CLV API Standardization #527

ColtAllen · 2024-02-09T19:23:25Z

There are API inconsistencies in the CLV module. Standardization is a big task best broken down into multiple PRs:

PRs to be Completed In-Order

1. Update BetaGeoModel predictive methods, retain legacy expected_num_purchases method
2. Update clv.plotting module so it no longer references expected_num_purchases
3. Update GammaGammaModel and clv.utils.customer_lifetime_value (related to Remove future_t=0 predictions from expected_customer_lifetime_value function #596)
4. Delete BetaGeoModel.expected_num_purchases and BetaGeoModel.expected_num_purchases_new_customer
5. Add BetaGeoNBD distribution block to clv.distributions (related to CLV Distribution RVs not Model-Specific #128)
6. Add covariate support to BetaGeoModel

Current API

Beta-Geo/NBD Transactions Model

rfm_data = pd.DataFrame(
            {
                "customer_id": customer_id,
                "frequency": frequency,
                "recency": recency,
                "T": T,
            }
        )

model = BetaGeoModel(data=rfm_df)
model.build_model()
model.fit()

model.expected_num_purchases(
    customer_id=rfm_data["customer_id"],
    t=10,
    frequency=rfm_data["frequency"],
    recency=rfm_data["recency"],
    T=rfm_data["T"],
)

Note how fit data is provided as a dataframe, but in the predictive methods individual arrays must be provided. Specifying one array at a time was one of the most annoying aspects about using the legacy lifetimes library, and sometimes even created indexing issues that caused the underlying scipy functions to crash.

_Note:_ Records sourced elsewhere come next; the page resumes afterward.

//! Decoding, resizing and re-encoding of artwork.
//!
//! Everything here is a pure function of the input bytes and the settings
//! fixed at startup, so it can run on its own worker thread.

use std::{
    path::{Path, PathBuf},
    sync::Arc,
    thread::{self, JoinHandle},
};

use crossbeam_channel::{Receiver, Sender};
use image::{
    DynamicImage, ExtendedColorType, ImageEncoder, Rgb, RgbImage,
    codecs::{
        jpeg::JpegEncoder,
        png::{CompressionType, FilterType as PngFilter, PngEncoder},
    },
    imageops::{self, FilterType},
};
use log::debug;
use serde::Deserialize;
use thiserror::Error;

use crate::domain::{
    artwork::{ArtworkSnapshot, RawArtwork},
    hash::ContentHash,
};

#[derive(Debug, Error)]
pub enum TranscodeError {
    #[error("failed to decode artwork: {0}")]
    Decode(String),

    #[error("failed to encode artwork: {0}")]
    Encode(#[source] image::ImageError),

    #[error("failed to read {}: {source}", .path.display())]
    Read {
        path: PathBuf,
        #[source]
        source: std::io::Error,
    },
}

/// How artwork with a different aspect ratio is fitted to the target size.
#[derive(Debug, Clone, Copy, Default, PartialEq, Eq, Deserialize)]
#[serde(rename_all = "lowercase")]
pub enum ResizeMode {
    /// Scale each axis independently.
    #[default]
    Stretch,
    /// Keep the aspect ratio and pad with black bars.
    Fit,
    /// Keep the aspect ratio and crop the overflow around the centre.
    Fill,
}

#[derive(Debug, Clone, Copy, PartialEq, Eq)]
pub struct TranscodeSettings {
    pub width: u32,
    pub height: u32,
    pub jpeg_quality: u8,
    pub resize: ResizeMode,
}

#[derive(Debug, Clone)]
pub struct Transcoder {
    settings: TranscodeSettings,
}

impl Transcoder {
    pub fn new(settings: TranscodeSettings) -> Self {
        Self { settings }
    }

    pub fn settings(&self) -> &TranscodeSettings {
        &self.settings
    }

    pub fn transcode(&self, raw: &RawArtwork) -> Result<ArtworkSnapshot, TranscodeError> {
        let decoded = decode(&raw.bytes)?;
        let resized = self.resize(decoded);

        let jpeg = encode_jpeg(&resized, self.settings.jpeg_quality)?;
        let png = encode_png(&resized)?;

        Ok(ArtworkSnapshot {
            source_hash: raw.content_hash,
            jpeg: Arc::from(jpeg),
            png: Arc::from(png),
            width: resized.width(),
            height: resized.height(),
            jpeg_quality: self.settings.jpeg_quality,
        })
    }

    /// Reads an image file from disk and transcodes it.
    pub fn transcode_path(&self, path: &Path) -> Result<ArtworkSnapshot, TranscodeError> {
        let bytes = std::fs::read(path).map_err(|source| TranscodeError::Read {
            path: path.to_path_buf(),
            source,
        })?;
        self.transcode(&RawArtwork::new(bytes))
    }

    fn resize(&self, image: DynamicImage) -> RgbImage {
        let TranscodeSettings { width, height, .. } = self.settings;

        match self.settings.resize {
            ResizeMode::Stretch => image.resize_exact(width, height, FilterType::Lanczos3).to_rgb8(),
            ResizeMode::Fill => image.resize_to_fill(width, height, FilterType::Lanczos3).to_rgb8(),
            ResizeMode::Fit => {
                let scaled = image.resize(width, height, FilterType::Lanczos3).to_rgb8();
                let mut canvas = RgbImage::from_pixel(width, height, Rgb([0, 0, 0]));
                let x = (width - scaled.width()) / 2;
                let y = (height - scaled.height()) / 2;
                imageops::overlay(&mut canvas, &scaled, i64::from(x), i64::from(y));
                canvas
            }
        }
    }
}

fn looks_like_jpeg(bytes: &[u8]) -> bool {
    bytes.len() >= 2 && bytes[0] == 0xff && bytes[1] == 0xd8
}

/// The JPEG decoder fills missing scan data with grey instead of failing, so
/// a payload cut off before its end-of-image marker is rejected up front.
///
/// Only the marker at the very end counts, since embedded thumbnails carry
/// their own. Trailing zero or whitespace padding is allowed.
fn jpeg_is_truncated(bytes: &[u8]) -> bool {
    let end = bytes
        .iter()
        .rposition(|&byte| byte != 0x00 && !byte.is_ascii_whitespace())
        .map_or(0, |last| last + 1);
    !bytes[..end].ends_with(&[0xff, 0xd9])
}

fn decode(bytes: &[u8]) -> Result<DynamicImage, TranscodeError> {
    if bytes.is_empty() {
        return Err(TranscodeError::Decode("empty payload".into()));
    }
    if looks_like_jpeg(bytes) && jpeg_is_truncated(bytes) {
        return Err(TranscodeError::Decode("truncated jpeg".into()));
    }

    let image =
        image::load_from_memory(bytes).map_err(|e| TranscodeError::Decode(e.to_string()))?;
    debug!(
        "decoded artwork {}x{} from {} bytes",
        image.width(),
        image.height(),
        bytes.len()
    );

    // Alpha is flattened away; neither served format keeps it.
    Ok(DynamicImage::ImageRgb8(image.to_rgb8()))
}

fn encode_jpeg(image: &RgbImage, quality: u8) -> Result<Vec<u8>, TranscodeError> {
    let mut out = Vec::new();
    JpegEncoder::new_with_quality(&mut out, quality)
        .encode_image(image)
        .map_err(TranscodeError::Encode)?;
    Ok(out)
}

fn encode_png(image: &RgbImage) -> Result<Vec<u8>, TranscodeError> {
    let mut out = Vec::new();
    PngEncoder::new_with_quality(&mut out, CompressionType::Best, PngFilter::Adaptive)
        .write_image(
            image.as_raw(),
            image.width(),
            image.height(),
            ExtendedColorType::Rgb8,
        )
        .map_err(TranscodeError::Encode)?;
    Ok(out)
}

/// Work item for the transcode worker.
#[derive(Debug)]
pub struct TranscodeJob {
    pub generation: u64,
    pub artwork: RawArtwork,
}

#[derive(Debug)]
pub struct TranscodeOutcome {
    pub generation: u64,
    pub hash: ContentHash,
    pub result: Result<ArtworkSnapshot, TranscodeError>,
}

/// Spawns the thread that transcodes jobs one by one, in the order they were
/// submitted. It exits once every job sender is dropped.
pub fn spawn_worker(
    transcoder: Transcoder,
    jobs: Receiver<TranscodeJob>,
    outcomes: Sender<TranscodeOutcome>,
) -> JoinHandle<()> {
    thread::spawn(move || {
        for job in jobs {
            let hash = job.artwork.content_hash;
            debug!("transcoding artwork {}", hash.short());

            let outcome = TranscodeOutcome {
                generation: job.generation,
                hash,
                result: transcoder.transcode(&job.artwork),
            };
            if outcomes.send(outcome).is_err() {
                break;
            }
        }
        debug!("transcode worker stopped");
    })
}

#[cfg(test)]
pub(crate) mod tests {
    use std::io::Cursor;

    use image::{GenericImageView, ImageFormat, Rgba, RgbaImage};

    use super::*;

    pub(crate) fn settings(width: u32, height: u32) -> TranscodeSettings {
        TranscodeSettings {
            width,
            height,
            jpeg_quality: 80,
            resize: ResizeMode::Stretch,
        }
    }

    pub(crate) fn png_bytes(width: u32, height: u32, shade: u8) -> Vec<u8> {
        let image = RgbaImage::from_pixel(width, height, Rgba([shade, 40, 200, 255]));
        let mut cursor = Cursor::new(Vec::new());
        DynamicImage::ImageRgba8(image)
            .write_to(&mut cursor, ImageFormat::Png)
            .expect("png encoding should succeed");
        cursor.into_inner()
    }

    pub(crate) fn jpeg_bytes(width: u32, height: u32) -> Vec<u8> {
        let image = RgbImage::from_pixel(width, height, Rgb([90, 140, 210]));
        let mut out = Vec::new();
        JpegEncoder::new_with_quality(&mut out, 90)
            .encode_image(&image)
            .expect("jpeg encoding should succeed");
        out
    }

    fn transcoder(resize: ResizeMode) -> Transcoder {
        Transcoder::new(TranscodeSettings {
            resize,
            ..settings(64, 32)
        })
    }

    #[test]
    fn png_input_produces_both_outputs_at_target_size() -> anyhow::Result<()> {
        let raw = RawArtwork::new(png_bytes(300, 300, 10));
        let snapshot = transcoder(ResizeMode::Stretch).transcode(&raw)?;

        assert_eq!(snapshot.source_hash, raw.content_hash);
        assert_eq!((snapshot.width, snapshot.height), (64, 32));
        assert_eq!(snapshot.jpeg_quality, 80);

        let jpeg = image::load_from_memory_with_format(&snapshot.jpeg, ImageFormat::Jpeg)?;
        let png = image::load_from_memory_with_format(&snapshot.png, ImageFormat::Png)?;
        assert_eq!(jpeg.dimensions(), (64, 32));
        assert_eq!(png.dimensions(), (64, 32));
        Ok(())
    }

    #[test]
    fn jpeg_input_is_accepted() -> anyhow::Result<()> {
        let raw = RawArtwork::new(jpeg_bytes(120, 90));
        let snapshot = transcoder(ResizeMode::Stretch).transcode(&raw)?;

        assert_eq!((snapshot.width, snapshot.height), (64, 32));
        Ok(())
    }

    #[test]
    fn every_resize_mode_hits_the_exact_target() -> anyhow::Result<()> {
        let raw = RawArtwork::new(png_bytes(50, 200, 10));

        for mode in [ResizeMode::Stretch, ResizeMode::Fit, ResizeMode::Fill] {
            let snapshot = transcoder(mode).transcode(&raw)?;
            let png = image::load_from_memory(&snapshot.png)?;
            assert_eq!(png.dimensions(), (64, 32), "mode {mode:?}");
        }
        Ok(())
    }

    #[test]
    fn fit_pads_with_black_bars() -> anyhow::Result<()> {
        // A tall image fitted into a wide box leaves the left edge empty.
        let raw = RawArtwork::new(png_bytes(10, 100, 255));
        let snapshot = transcoder(ResizeMode::Fit).transcode(&raw)?;

        let png = image::load_from_memory(&snapshot.png)?.to_rgb8();
        assert_eq!(png.get_pixel(0, 16), &Rgb([0, 0, 0]));
        assert_ne!(png.get_pixel(32, 16), &Rgb([0, 0, 0]));
        Ok(())
    }

    #[test]
    fn empty_payload_is_a_decode_error() {
        let result = transcoder(ResizeMode::Stretch).transcode(&RawArtwork::new(Vec::new()));

        assert!(matches!(result, Err(TranscodeError::Decode(_))));
    }

    #[test]
    fn truncated_png_is_a_decode_error() {
        let mut bytes = png_bytes(40, 40, 10);
        bytes.truncate(bytes.len() / 2);

        let result = transcoder(ResizeMode::Stretch).transcode(&RawArtwork::new(bytes));

        assert!(matches!(result, Err(TranscodeError::Decode(_))));
    }

    #[test]
    fn truncated_jpeg_is_a_decode_error() {
        let mut bytes = jpeg_bytes(40, 40);
        bytes.truncate(bytes.len() - 10);

        let result = transcoder(ResizeMode::Stretch).transcode(&RawArtwork::new(bytes));

        assert!(matches!(result, Err(TranscodeError::Decode(_))));
    }

    /// Splices an APP1 segment holding a tiny SOI/EOI pair after the SOI.
    fn with_embedded_thumbnail(jpeg: &[u8]) -> Vec<u8> {
        let mut bytes = jpeg[..2].to_vec();
        bytes.extend_from_slice(&[0xff, 0xe1, 0x00, 0x06, 0xff, 0xd8, 0xff, 0xd9]);
        bytes.extend_from_slice(&jpeg[2..]);
        bytes
    }

    #[test]
    fn truncated_jpeg_with_embedded_thumbnail_is_a_decode_error() {
        let mut bytes = with_embedded_thumbnail(&jpeg_bytes(40, 40));
        bytes.truncate(bytes.len() - 10);

        assert!(jpeg_is_truncated(&bytes));
        let result = transcoder(ResizeMode::Stretch).transcode(&RawArtwork::new(bytes));
        assert!(matches!(result, Err(TranscodeError::Decode(_))));
    }

    #[test]
    fn complete_jpeg_end_marker_tolerates_padding() {
        let complete = with_embedded_thumbnail(&jpeg_bytes(8, 8));
        let mut padded = jpeg_bytes(8, 8);
        padded.extend_from_slice(&[0x00, 0x00, b'\n']);

        assert!(!jpeg_is_truncated(&complete));
        assert!(!jpeg_is_truncated(&padded));
        assert!(jpeg_is_truncated(&[0xff, 0xd8, 0x00, 0x00]));
    }

    #[test]
    fn non_image_bytes_are_a_decode_error() {
        let raw = RawArtwork::new(b"definitely-not-an-image".to_vec());

        let result = transcoder(ResizeMode::Stretch).transcode(&raw);

        assert!(matches!(result, Err(TranscodeError::Decode(_))));
    }

    #[test]
    fn missing_file_is_a_read_error() {
        let dir = tempfile::tempdir().unwrap();

        let result = transcoder(ResizeMode::Stretch).transcode_path(&dir.path().join("nope.png"));

        assert!(matches!(result, Err(TranscodeError::Read { .. })));
    }

    #[test]
    fn worker_answers_jobs_in_order() {
        let (jobs_tx, jobs_rx) = crossbeam_channel::unbounded();
        let (outcomes_tx, outcomes_rx) = crossbeam_channel::unbounded();
        let handle = spawn_worker(transcoder(ResizeMode::Stretch), jobs_rx, outcomes_tx);

        let good = RawArtwork::new(png_bytes(8, 8, 1));
        let bad = RawArtwork::new(vec![1, 2, 3]);
        for (generation, artwork) in [(0, good.clone()), (1, bad.clone())] {
            jobs_tx.send(TranscodeJob { generation, artwork }).unwrap();
        }
        drop(jobs_tx);
        handle.join().unwrap();

        let outcomes: Vec<_> = outcomes_rx.iter().collect();
        assert_eq!(outcomes.len(), 2);
        assert_eq!(outcomes[0].hash, good.content_hash);
        assert!(outcomes[0].result.is_ok());
        assert_eq!(outcomes[1].generation, 1);
        assert!(outcomes[1].result.is_err());
    }
}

For ParetoNBDModel, I streamlined this nonsense with a dataframe argument, and made it optional if running predictions on the fit dataset:

Pareto/NBD Transactions Model

rfm_data = pd.DataFrame(
            {
                "customer_id": customer_id,
                "frequency": frequency,
                "recency": recency,
                "T": T,
            }
        )

model = ParetoNBDModel(data=rfm_data)
model.build_model()
model.fit()

# Data param is optional and only required for out-of-sample data
model.expected_purchases(future_t=10)

model.expected_purchases(
    data=future_rfm_df,
    future_t=10,
)

(We will also need to resolve the naming inconsistencies between these models.)

I've been told passing in dataframes instead of arrays loses some xarray broadcasting functionality, which I'd be interested to hear more about. I'm not opposed to arrays being passed in provided it's optional for in-sample data.

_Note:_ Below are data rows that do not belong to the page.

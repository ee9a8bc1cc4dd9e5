//! Forwards pipeline transitions to the display's automation API.
//!
//! [`NotifierHandle::notify`] never blocks: invocations go through a
//! drop-oldest queue that a dedicated worker drains while it owns the
//! connection to the device.

use std::{
    sync::Arc,
    thread::{self, JoinHandle},
};

use crossbeam_channel::{Receiver, Sender};
use log::{debug, warn};

use crate::{
    config::{Actions, EspHomeConfig},
    domain::event::NotifyEvent,
    notify::{esphome::EspHomeClient, queue::DropOldestQueue, worker::NotifierWorker},
};

pub mod error;
pub mod esphome;
pub mod queue;
pub mod worker;

/// One remote action call, as it waits in the queue.
#[derive(Debug, Clone, PartialEq, Eq)]
pub struct Invocation {
    pub action: String,
    pub argument: Option<String>,
}

#[derive(Debug, Clone, Default)]
pub struct NotifierHandle {
    target: Option<Target>,
}

#[derive(Debug, Clone)]
struct Target {
    actions: Arc<Actions>,
    queue: DropOldestQueue<Invocation>,
    // Dropping the last handle disconnects this, which stops an idle worker.
    _lifeline: Sender<()>,
}

/// Worker side of a notifier channel.
#[derive(Debug)]
pub struct Inbox {
    pub invocations: Receiver<Invocation>,
    pub lifeline: Receiver<()>,
}

impl NotifierHandle {
    /// A handle that discards every event.
    pub fn disabled() -> Self {
        Self::default()
    }

    pub fn is_enabled(&self) -> bool {
        self.target.is_some()
    }

    pub fn notify(&self, event: &NotifyEvent) {
        let Some(target) = &self.target else {
            return;
        };
        let Some(action) = target.actions.action_for(event.kind()) else {
            debug!("no action mapped for {:?}, skipping", event.kind());
            return;
        };

        let invocation = Invocation {
            action: action.to_string(),
            argument: event.argument(),
        };
        if let Some(dropped) = target.queue.push(invocation) {
            warn!(
                "notification queue full ({} pending), dropped '{}' call",
                target.queue.len(),
                dropped.action
            );
        }
    }
}

/// Creates a connected handle and inbox pair.
pub fn channel(actions: Actions, depth: usize) -> (NotifierHandle, Inbox) {
    let queue = DropOldestQueue::new(depth);
    let (lifeline_tx, lifeline_rx) = crossbeam_channel::bounded(0);
    let inbox = Inbox {
        invocations: queue.receiver(),
        lifeline: lifeline_rx,
    };
    let handle = NotifierHandle {
        target: Some(Target {
            actions: Arc::new(actions),
            queue,
            _lifeline: lifeline_tx,
        }),
    };
    (handle, inbox)
}

/// Starts the ESPHome notifier worker.
pub fn spawn(config: &EspHomeConfig) -> (NotifierHandle, JoinHandle<()>) {
    let (handle, inbox) = channel(config.actions.clone(), config.queue_depth);
    let worker = NotifierWorker::new(
        EspHomeClient::new(config),
        inbox,
        config.max_attempts,
        config.keepalive(),
    );
    let thread = thread::spawn(move || worker.run());
    (handle, thread)
}

#[cfg(test)]
mod tests {
    use super::*;
    use crate::domain::track::MetadataField;

    fn actions() -> Actions {
        Actions {
            artwork_changed: Some("refresh_cover".into()),
            title_changed: Some("set_title".into()),
            artist_changed: None,
            album_changed: Some("  ".into()),
        }
    }

    #[test]
    fn mapped_events_become_invocations() {
        let (handle, inbox) = channel(actions(), 4);

        handle.notify(&NotifyEvent::ArtworkChanged);
        handle.notify(&NotifyEvent::TitleChanged(Some("Song".into())));
        handle.notify(&NotifyEvent::field_changed(MetadataField::Title, None));

        let queued: Vec<_> = inbox.invocations.try_iter().collect();
        assert_eq!(
            queued,
            vec![
                Invocation {
                    action: "refresh_cover".into(),
                    argument: None
                },
                Invocation {
                    action: "set_title".into(),
                    argument: Some("Song".into())
                },
                Invocation {
                    action: "set_title".into(),
                    argument: Some(String::new())
                },
            ]
        );
    }

    #[test]
    fn unmapped_events_are_never_queued() {
        let (handle, inbox) = channel(actions(), 4);

        handle.notify(&NotifyEvent::ArtistChanged(Some("Band".into())));
        handle.notify(&NotifyEvent::AlbumChanged(Some("Record".into())));

        assert!(inbox.invocations.is_empty());
    }

    #[test]
    fn overflow_keeps_the_newest_calls() {
        let (handle, inbox) = channel(actions(), 2);

        for title in ["a", "b", "c"] {
            handle.notify(&NotifyEvent::TitleChanged(Some(title.into())));
        }

        let arguments: Vec<_> = inbox
            .invocations
            .try_iter()
            .filter_map(|invocation| invocation.argument)
            .collect();
        assert_eq!(arguments, vec!["b".to_string(), "c".to_string()]);
    }

    #[test]
    fn disabled_handle_ignores_everything() {
        let handle = NotifierHandle::disabled();

        assert!(!handle.is_enabled());
        handle.notify(&NotifyEvent::ArtworkChanged);
    }

    #[test]
    fn dropping_every_handle_closes_the_lifeline() {
        let (handle, inbox) = channel(actions(), 2);
        let clone = handle.clone();

        drop(handle);
        assert!(matches!(
            inbox.lifeline.try_recv(),
            Err(crossbeam_channel::TryRecvError::Empty)
        ));

        drop(clone);
        assert!(matches!(
            inbox.lifeline.try_recv(),
            Err(crossbeam_channel::TryRecvError::Disconnected)
        ));
    }
}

The API discrepancies between these models necessitated a hotfix for the monetary value model, which follows the same conventions as BetaGeoModel:

Gamma/Gamma Monetary Value Model

monetary_data = pd.DataFrame(
            {
                "customer_id": customer_id,
                "mean_transaction_value": monetary_value,
                "frequency": frequency,
            }
        )

model = GammaGammaModel(data=monetary_data)
model.build_model()
model.fit()

model.expected_customer_lifetime_value(
    transaction_model=transaction_model,
    customer_id=rfm_data["customer_id"],
    mean_transaction_value=rfm_data["monetary_value"],
    frequency=rfm_data["frequency"],
    recency=rfm_data["recency"],
    T=rfm_data["T"],
    time=12,
    discount_rate=0.01,
    freq="W",
)

Lastly, ShiftedBetaGeoModelIndividual is a whole different animal since it handles contractual transactions, but I think it'd be a good idea to add support for it to the customer_lifetime_value utility:

Shifted Beta-Geo Contractual Model

contract_data = pd.DataFrame(
            {
                "customer_id": customer_id,
                "t_churn": t_churn,
                "T": T,
            }
        )

model = ShiftedBetaGeoModelIndividual(data=contract_data)
model.build_model()
model.fit()

model.distribution_customer_churn_time(customer_id=contract_data["customer_id"])

The text was updated successfully, but these errors were encountered:

ricardoV94 · 2024-02-15T14:54:41Z

I think the best would be to work with xarray datasets. It has the organization benefits of pandas, with the broadcasting behavior of numpy. Internally most predictive methods are already written with xarray code anyway. Users could pass pandas dataframes and we convert to xarray, but the default type which needs to conversion would be xarrays.

Definitely agree that passing separate numpy arrays is too cumbersome

ColtAllen · 2024-05-21T16:44:56Z

Updated original comment with list of PRs to complete.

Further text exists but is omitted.